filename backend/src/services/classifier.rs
use crate::models::{
    ChannelSnapshot, VideoFormat, VideoSummary, RECENT_LONG_FORM_LIMIT, RECENT_SHORT_FORM_LIMIT,
};
use crate::services::youtube_client::{
    ChannelResource, SearchItem, VideoDetailsItem, VideoStatistics, VideoStatisticsItem,
};
use crate::utils::{format_duration, parse_iso8601_duration_to_seconds, parse_iso8601_to_timestamp};
use chrono::{DateTime, Utc};
use log::debug;
use std::collections::HashMap;

/// Raw result sets of one aggregation run, in upstream order.
#[derive(Debug, Default)]
pub struct UpstreamData {
    pub channel: ChannelResource,
    pub search_items: Vec<SearchItem>,
    pub details: Vec<VideoDetailsItem>,
    pub statistics: Vec<VideoStatisticsItem>,
}

/// Joins the four result sets into one snapshot.
///
/// Details and statistics are looked up by video id. Videos without a details
/// entry are dropped; missing statistics count as zero. Search order (newest
/// first) is kept for every list.
pub fn build_snapshot(data: UpstreamData, now: DateTime<Utc>) -> ChannelSnapshot {
    let durations: HashMap<&str, u64> = data
        .details
        .iter()
        .map(|item| {
            (
                item.id.as_str(),
                parse_iso8601_duration_to_seconds(&item.content_details.duration),
            )
        })
        .collect();
    let statistics: HashMap<&str, &VideoStatistics> = data
        .statistics
        .iter()
        .map(|item| (item.id.as_str(), &item.statistics))
        .collect();

    let mut long_form = Vec::new();
    let mut short_form = Vec::new();
    let mut seen = Vec::<&str>::new();

    for item in &data.search_items {
        let Some(video_id) = item.video_id() else {
            continue;
        };
        if seen.contains(&video_id) {
            continue;
        }
        seen.push(video_id);

        let Some(&duration_seconds) = durations.get(video_id) else {
            debug!("Dropping video {video_id}: no content details returned");
            continue;
        };

        let (view_count, like_count) = statistics
            .get(video_id)
            .map(|s| (s.view_count, s.like_count))
            .unwrap_or((0, 0));

        let summary = VideoSummary {
            id: video_id.to_string(),
            title: item.snippet.title.clone(),
            description: item.snippet.description.clone(),
            thumbnail_url: item.snippet.thumbnails.best_url(),
            published_at: parse_iso8601_to_timestamp(&item.snippet.published_at)
                .unwrap_or(DateTime::<Utc>::UNIX_EPOCH),
            duration_seconds,
            duration_display: format_duration(duration_seconds),
            view_count,
            like_count,
        };

        match VideoFormat::classify(duration_seconds) {
            VideoFormat::Short => short_form.push(summary),
            VideoFormat::Long => long_form.push(summary),
        }
    }

    let short_form_count = short_form.len() as u64;
    let long_form_count = long_form.len() as u64;
    let recent_long_form_videos: Vec<VideoSummary> =
        long_form.iter().take(RECENT_LONG_FORM_LIMIT).cloned().collect();
    short_form.truncate(RECENT_SHORT_FORM_LIMIT);

    let channel = data.channel;
    ChannelSnapshot {
        channel_title: channel.snippet.title.clone(),
        channel_thumbnail_url: channel.snippet.thumbnails.best_url(),
        subscriber_count: channel.statistics.subscriber_count,
        total_view_count: channel.statistics.view_count,
        total_video_count: channel.statistics.video_count,
        short_form_count,
        long_form_count,
        recent_long_form_videos,
        recent_short_form_videos: short_form,
        all_long_form_videos: long_form,
        computed_at: now,
        degraded: false,
    }
}
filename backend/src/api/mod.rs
pub mod stats;

pub use stats::*;
use thiserror::Error;

#[derive(Error, Debug)]
pub enum StatsError {
    #[error("Configuration error: {0}")]
    Configuration(String),

    #[error("YouTube API returned status {status}: {message}")]
    Upstream { status: u16, message: String },

    #[error("YouTube API quota exhausted: {0}")]
    QuotaExceeded(String),

    #[error("Channel not found: {0}")]
    NotFound(String),

    #[error("HTTP error: {0}")]
    Http(reqwest::Error),

    #[error("Failed to decode YouTube response: {0}")]
    Decode(String),
}

impl StatsError {
    /// Configuration errors bypass the fallback snapshot.
    pub fn is_configuration(&self) -> bool {
        matches!(self, StatsError::Configuration(_))
    }
}

/// Request URLs carry the API key, so they never make it into the error.
impl From<reqwest::Error> for StatsError {
    fn from(err: reqwest::Error) -> Self {
        StatsError::Http(err.without_url())
    }
}

impl From<serde_json::Error> for StatsError {
    fn from(err: serde_json::Error) -> Self {
        StatsError::Decode(err.to_string())
    }
}
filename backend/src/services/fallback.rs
use crate::models::ChannelSnapshot;
use chrono::{DateTime, Utc};

/// Last known-good channel numbers, served while the YouTube API is unavailable.
#[derive(Debug, Clone)]
pub struct FallbackProfile {
    pub channel_title: String,
    pub channel_thumbnail_url: String,
    pub subscriber_count: u64,
    pub total_view_count: u64,
    pub total_video_count: u64,
}

impl Default for FallbackProfile {
    fn default() -> Self {
        FallbackProfile {
            channel_title: "Channel".to_string(),
            channel_thumbnail_url: String::new(),
            subscriber_count: 3_500,
            total_view_count: 250_000,
            total_video_count: 120,
        }
    }
}

impl FallbackProfile {
    /// Degraded snapshots carry channel totals only; per-video data is never
    /// served from the static profile.
    pub fn snapshot(&self, now: DateTime<Utc>) -> ChannelSnapshot {
        ChannelSnapshot {
            channel_title: self.channel_title.clone(),
            channel_thumbnail_url: self.channel_thumbnail_url.clone(),
            subscriber_count: self.subscriber_count,
            total_view_count: self.total_view_count,
            total_video_count: self.total_video_count,
            short_form_count: 0,
            long_form_count: 0,
            recent_long_form_videos: Vec::new(),
            recent_short_form_videos: Vec::new(),
            all_long_form_videos: Vec::new(),
            computed_at: now,
            degraded: true,
        }
    }
}
use crate::error::StatsError;
use crate::models::ChannelSnapshot;
use crate::services::classifier::{build_snapshot, UpstreamData};
use crate::services::youtube_client::{SearchItem, VideoPlatform};
use chrono::{DateTime, Utc};
use log::{info, warn};

/// Runs the four upstream reads and merges them.
///
/// Only the channel lookup is mandatory. Search, content details and
/// statistics degrade to empty data on failure.
pub async fn aggregate_snapshot(
    platform: &dyn VideoPlatform,
    now: DateTime<Utc>,
) -> Result<ChannelSnapshot, StatsError> {
    platform.ensure_configured()?;

    let channel = platform
        .fetch_channel()
        .await?
        .items
        .into_iter()
        .next()
        .ok_or_else(|| StatsError::NotFound("channel lookup returned no items".to_string()))?;

    let search_items = match platform.search_recent_videos().await {
        Ok(response) => response.items,
        Err(e) => {
            warn!("Recent video search failed, continuing without videos: {e}");
            Vec::new()
        }
    };

    let video_ids = collect_video_ids(&search_items);
    let (details, statistics) = if video_ids.is_empty() {
        (Vec::new(), Vec::new())
    } else {
        let (details, statistics) = tokio::join!(
            platform.fetch_content_details(&video_ids),
            platform.fetch_statistics(&video_ids)
        );

        let details = details.map(|r| r.items).unwrap_or_else(|e| {
            warn!("Content details fetch failed: {e}");
            Vec::new()
        });
        let statistics = statistics.map(|r| r.items).unwrap_or_else(|e| {
            warn!("Video statistics fetch failed: {e}");
            Vec::new()
        });
        (details, statistics)
    };

    let snapshot = build_snapshot(
        UpstreamData {
            channel,
            search_items,
            details,
            statistics,
        },
        now,
    );

    info!(
        "Aggregated channel '{}': {} subscribers, {} long-form, {} short-form",
        snapshot.channel_title,
        snapshot.subscriber_count,
        snapshot.long_form_count,
        snapshot.short_form_count
    );

    Ok(snapshot)
}

/// Video ids in search order, without duplicates.
fn collect_video_ids(items: &[SearchItem]) -> Vec<String> {
    let mut ids: Vec<String> = Vec::with_capacity(items.len());
    for id in items.iter().filter_map(SearchItem::video_id) {
        if !ids.iter().any(|existing| existing == id) {
            ids.push(id.to_string());
        }
    }
    ids
}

- YOUR TASK: All that is wanted is an exact copy of the lines above from the one with "filename backend/src/services/fallback.rs" through the one with "pub struct FallbackProfile", with both ends included.

- TASK RESULT:
filename backend/src/services/fallback.rs
use crate::models::ChannelSnapshot;
use chrono::{DateTime, Utc};

/// Last known-good channel numbers, served while the YouTube API is unavailable.
#[derive(Debug, Clone)]
pub struct FallbackProfile {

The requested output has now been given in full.